Once upon a time we shopped by taking leisurely strolls along public sidewalks. We stopped and looked at shop windows. On display were objects designed to grab attention and lure potential customers inside to start a conversation. The conversation went something like this:
“How are you doing today?”
“Is there anything in particular I can help you find?”
“No, I’m just browsing for something for my cat.”
Then the shopkeeper would assist the customer in finding the most adorable cat sweater. While on the surface this doesn’t appear to be a highly significant part of our culture or society, it is significant.
Because not only do we lose the personal interaction with the shopkeeper: a real person who has a great deal of experience and knowledge in the products they are selling, but we are losing out on the experience of walking down an authentic public city street. A street where many individual shopkeepers have invested a huge portion of their lives; who have opened their doors to see how they fare in the public marketplace. The ability for a shopkeeper to realize their individual greatness within the collective community is a major component of what has made America such an innovative economic powerhouse. But the traditional model of small independent shops finding a local customer base and realizing success (outside of any corporate model or franchise) has become a rarity today.
The norm today is to conduct most of our shopping inside of big-box complexes or online. This is convenient, but there is something missing in the experience — we no longer feel any connection with the city we inhabit. This disconnectedness leads us to adopt other connections to perhaps radical political ideologies or the belief that our Facebook “community” and “likes” actually matter.
We as a species crave community, but online community is a very cheap and arguably unhealthy compromise. City streets and buildings offer a walk through history and the dynamic changing marketplace is fascinating. A vegan donut shop opened beside City Creek Antiques on Broadway. The vegan donut shop was a hit and she moved to her own building on 900 South.
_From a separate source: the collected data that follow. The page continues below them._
// Copyright 2024 The vev developers
//
// Licensed under the Apache License, Version 2.0 (the "License");
// you may not use this file except in compliance with the License.
// You may obtain a copy of the License at
//
//     http://www.apache.org/licenses/LICENSE-2.0
//
// Unless required by applicable law or agreed to in writing, software
// distributed under the License is distributed on an "AS IS" BASIS,
// WITHOUT WARRANTIES OR CONDITIONS OF ANY KIND, either express or implied.
// See the License for the specific language governing permissions and
// limitations under the License.

#![deny(
    missing_docs,
    missing_debug_implementations,
    rust_2018_idioms,
    unused_imports
)]
// Disallow warnings in examples.
#![doc(test(attr(deny(warnings))))]

//! vev is a single-process, event-driven HTTP/1.1 server for
//! high-concurrency short-lived connections.
//!
//! One reactor thread waits on a mio poll and owns the listener, the
//! connection table, and an indexed min-heap of idle timers. A fixed pool
//! of workers drives each connection's read/process/write turn; static
//! files go out through `writev` from a read-only memory mapping, and the
//! login/register form flow runs against a pool of SQLite sessions.
//!
//! ```no_run
//! use vev::{Config, Server};
//!
//! let mut server = Server::new(Config::default()).expect("server init");
//! server.run().expect("server run");
//! ```

pub mod buffer;
pub mod config;
pub mod db;
pub mod http;
pub mod server;
pub mod timer;
pub mod worker;

pub use config::Config;
pub use server::Server;

/// Failures that keep the server from starting or running.
#[derive(Debug, thiserror::Error)]
pub enum Error {
    /// The configuration cannot be honored.
    #[error("invalid configuration: {0}")]
    Config(String),
    /// Socket or poll failure.
    #[error(transparent)]
    Io(#[from] std::io::Error),
    /// Database pool failure.
    #[error(transparent)]
    Db(#[from] rusqlite::Error),
}
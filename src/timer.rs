// Copyright 2024 The vev developers
//
// Licensed under the Apache License, Version 2.0 (the "License");
// you may not use this file except in compliance with the License.
// You may obtain a copy of the License at
//
//     http://www.apache.org/licenses/LICENSE-2.0
//
// Unless required by applicable law or agreed to in writing, software
// distributed under the License is distributed on an "AS IS" BASIS,
// WITHOUT WARRANTIES OR CONDITIONS OF ANY KIND, either express or implied.
// See the License for the specific language governing permissions and
// limitations under the License.

//! Indexed min-heap of per-connection idle timers.
//!
//! Nodes are keyed by the connection's [`Token`]; a companion map from token
//! to heap index makes adjust and delete-by-key O(log n). The reactor calls
//! [`TimerHeap::next_tick`] once per loop iteration to fire whatever has
//! expired and learn how long the poll may sleep.

use std::collections::HashMap;
use std::fmt;
use std::time::{Duration, Instant};

use mio::Token;

/// Invoked once when the node expires or is driven via [`TimerHeap::do_work`].
pub type TimeoutCallback = Box<dyn FnOnce() + Send>;

struct TimerNode {
    id: Token,
    expires: Instant,
    cb: TimeoutCallback,
}

/// Min-heap of timer nodes ordered by expiry.
#[derive(Default)]
pub struct TimerHeap {
    heap: Vec<TimerNode>,
    ref_: HashMap<Token, usize>,
}

impl fmt::Debug for TimerHeap {
    fn fmt(&self, f: &mut fmt::Formatter<'_>) -> fmt::Result {
        f.debug_struct("TimerHeap").field("len", &self.heap.len()).finish()
    }
}

impl TimerHeap {
    /// Creates an empty heap.
    pub fn new() -> Self {
        Self {
            heap: Vec::with_capacity(64),
            ref_: HashMap::new(),
        }
    }

    /// Number of live nodes.
    pub fn len(&self) -> usize {
        self.heap.len()
    }

    /// Whether the heap holds no nodes.
    pub fn is_empty(&self) -> bool {
        self.heap.is_empty()
    }

    /// Schedules `cb` to run after `timeout`. If `id` already has a node its
    /// expiry and callback are replaced instead.
    pub fn add(&mut self, id: Token, timeout: Duration, cb: TimeoutCallback) {
        match self.ref_.get(&id) {
            Some(&i) => {
                self.heap[i].expires = Instant::now() + timeout;
                self.heap[i].cb = cb;
                self.restore(i);
            }
            None => {
                let i = self.heap.len();
                self.ref_.insert(id, i);
                self.heap.push(TimerNode {
                    id,
                    expires: Instant::now() + timeout,
                    cb,
                });
                self.sift_up(i);
            }
        }
    }

    /// Moves `id`'s expiry to `now + timeout`, keeping its callback.
    pub fn adjust(&mut self, id: Token, timeout: Duration) {
        if let Some(&i) = self.ref_.get(&id) {
            self.heap[i].expires = Instant::now() + timeout;
            self.restore(i);
        }
    }

    /// Runs `id`'s callback now and removes the node.
    pub fn do_work(&mut self, id: Token) {
        if let Some(&i) = self.ref_.get(&id) {
            let node = self.delete(i);
            (node.cb)();
        }
    }

    /// Removes `id`'s node without running its callback.
    pub fn cancel(&mut self, id: Token) {
        if let Some(&i) = self.ref_.get(&id) {
            self.delete(i);
        }
    }

    /// Removes the root node without running its callback.
    pub fn pop(&mut self) {
        if !self.heap.is_empty() {
            self.delete(0);
        }
    }

    /// Fires every expired node's callback, removing each as it fires.
    pub fn tick(&mut self) {
        let now = Instant::now();
        while let Some(root) = self.heap.first() {
            if root.expires > now {
                break;
            }
            let node = self.delete(0);
            (node.cb)();
        }
    }

    /// Ticks, then reports how long until the next node expires, or `None`
    /// when the heap is empty (the poll may block indefinitely).
    pub fn next_tick(&mut self) -> Option<Duration> {
        self.tick();
        self.heap
            .first()
            .map(|node| node.expires.saturating_duration_since(Instant::now()))
    }

    /// Drops every node without running callbacks.
    pub fn clear(&mut self) {
        self.heap.clear();
        self.ref_.clear();
    }

    /// Removes the node at heap index `i` and restores heap order.
    fn delete(&mut self, i: usize) -> TimerNode {
        debug_assert!(i < self.heap.len());
        let last = self.heap.len() - 1;
        if i < last {
            self.swap(i, last);
        }
        let node = self.heap.pop().expect("delete on empty heap");
        self.ref_.remove(&node.id);
        if i < self.heap.len() {
            self.restore(i);
        }
        node
    }

    /// Re-establishes heap order for the node at `i`, whichever direction it
    /// is out of place.
    fn restore(&mut self, i: usize) {
        let moved = self.sift_down(i);
        if !moved {
            self.sift_up(i);
        }
    }

    fn sift_up(&mut self, mut i: usize) {
        while i > 0 {
            let parent = (i - 1) / 2;
            if self.heap[parent].expires <= self.heap[i].expires {
                break;
            }
            self.swap(i, parent);
            i = parent;
        }
    }

    /// Returns whether the node moved.
    fn sift_down(&mut self, mut i: usize) -> bool {
        let n = self.heap.len();
        let start = i;
        loop {
            let mut child = 2 * i + 1;
            if child >= n {
                break;
            }
            if child + 1 < n && self.heap[child + 1].expires < self.heap[child].expires {
                child += 1;
            }
            if self.heap[i].expires <= self.heap[child].expires {
                break;
            }
            self.swap(i, child);
            i = child;
        }
        i > start
    }

    fn swap(&mut self, i: usize, j: usize) {
        self.heap.swap(i, j);
        self.ref_.insert(self.heap[i].id, i);
        self.ref_.insert(self.heap[j].id, j);
    }
}
// Copyright 2024 The vev developers
//
// Licensed under the Apache License, Version 2.0 (the "License");
// you may not use this file except in compliance with the License.
// You may obtain a copy of the License at
//
//     http://www.apache.org/licenses/LICENSE-2.0
//
// Unless required by applicable law or agreed to in writing, software
// distributed under the License is distributed on an "AS IS" BASIS,
// WITHOUT WARRANTIES OR CONDITIONS OF ANY KIND, either express or implied.
// See the License for the specific language governing permissions and
// limitations under the License.

//! Server configuration.

use std::path::PathBuf;
use std::time::Duration;

use crate::Error;

/// Configuration for the server. The defaults match a local deployment:
/// port 1316, 60 second idle timeout, six workers, twelve database
/// sessions, resources served from `./resources`.
#[derive(Debug, Clone)]
pub struct Config {
    /// Listening port; must lie in 1024..=65535.
    pub port: u16,
    /// Idle connections are closed after this long without readiness.
    pub idle_timeout: Duration,
    /// Optional `SO_LINGER` for the listening socket.
    pub linger: Option<Duration>,
    /// Worker thread count.
    pub workers: usize,
    /// SQLite database file for the user table.
    pub db_path: PathBuf,
    /// Database sessions opened up front.
    pub db_conns: usize,
    /// Root directory of the static resource tree.
    pub src_dir: PathBuf,
    /// New connections beyond this are turned away with `Server busy!`.
    pub max_connections: usize,
    /// Readiness events accepted per multiplexer wait.
    pub event_capacity: usize,
}

impl Default for Config {
    fn default() -> Self {
        Self {
            port: 1316,
            idle_timeout: Duration::from_secs(60),
            linger: None,
            workers: 6,
            db_conns: 12,
            db_path: PathBuf::from("vev.db"),
            src_dir: PathBuf::from("resources"),
            max_connections: 65_536,
            event_capacity: 1024,
        }
    }
}

impl Config {
    /// Rejects configurations the listener cannot honor.
    pub fn validate(&self) -> Result<(), Error> {
        if self.port < 1024 {
            return Err(Error::Config(format!("port {} outside 1024..=65535", self.port)));
        }
        if self.workers == 0 {
            return Err(Error::Config("worker count must be positive".into()));
        }
        if self.db_conns == 0 {
            return Err(Error::Config("database pool must be positive".into()));
        }
        Ok(())
    }
}

#[cfg(test)]
mod test {
    use super::Config;

    #[test]
    fn default_config_is_valid() {
        assert!(Config::default().validate().is_ok());
    }

    #[test]
    fn privileged_ports_are_rejected() {
        let config = Config {
            port: 80,
            ..Config::default()
        };
        assert!(config.validate().is_err());
    }
}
The trees on real streets provide an ecosystem for birds and squirrels, together they display the vivid changing seasons. Now the street has a new dynamic –all the people zooming around on the new rentable electric scooters. I recently tried one, and now I realize why these are so popular. They are amazingly fun. Authentic streets offer culture in street performers who test and hone their talent with the passers-by. Authentic streets offer a public rather than private marketplace. I need to use the word “authentic” because there are a few streets in downtown Salt Lake City that appear to be public, but would never allow a street performer nor a protest nor a new local entrepreneur’s idea (such as a vegan donut shop). Several local businesses I spoke to about the LDS-owned City Creek Center said that they were flatly denied from any type of space they might want to lease there. The LDS Church has ceded the authority of the mall rent policies over to Taubman Centers (NYSE: TCO) who are a part of a national mall conglomerate. Their policy is that they won’t rent to risky ventures. They (obviously) prefer to only rent to national chains.
Broadway Shopping District
A while ago Utah Stories moved our office from downtown Salt Lake City’s Broadway to Holladay for cheaper rent and better parking. Holladay doesn’t have anything like an authentic city street vibe, it’s mostly strip malls and big developer projects. There is nothing like Broadway in Holladay. But there is nothing like Broadway in all of Utah besides the old Main Streets of every town in Utah. The Broadway shopping district is in peril because Ivory Homes owns a huge chunk of the shopping area, and another investment group owns another big chunk. The tenants in these buildings (who are in the following pages) have informed us that someday soon they will need to vacate.
Likely most of the one-story buildings in metro downtown Salt Lake City will be razed to become taller residential towers with mixed-use development. It appears 400 South is leading the way with becoming a major residential corridor. But what Broadway will become remains to be seen. Will the charming shops that have defined the street for the past one-hundred years remain? Or will the street take on an entirely different character?
It is a fairly accurate statement: our public marketplace is a reflection of a community’s consumer values. Therefore we shouldn’t gripe about how lame our new communities along the Wasatch Front are shaping up. They are simply a reflection of what the inhabitants want. Draper is 98% chain stores. The individuals who live there must want all these chains.
But we found a contradiction. In 2011 the National Board of Realtors conducted a survey to find out what residents wanted in their communities. People were asked if they would prefer a big-box complex style community or a community with authentic city streets, AKA “walkable communities”. Respondents overwhelmingly said they prefer communities that offer authentic streets with a nice mix of local restaurants and local retail.
So why are developers and cities only building big-box complexes? Because this model is more economically viable. This model produces a much higher ROI (return on investment). City leaders support this model because it also provides more tax revenue than streets. No study has been conducted to find out if the additional tax revenue gained by cities is negated if they included the cost to residents of prescription anti-depressant medication. Still, this model attracts Wall Street investors because we consumers choose to buy a majority of our products from big-box stores and online rather than from small shops.
So the conclusion to this story is obvious. As long as we support the models which produce the highest ROI for city leaders, developers and Wall Street we will need to settle having endless asphalt parking lots, traffic jams and big-box stores, congestion and pollution as our shopping experience rather than the experience described at the top of this story. The simple solution: buy local from small shops, come to downtown Broadway and do some real shopping.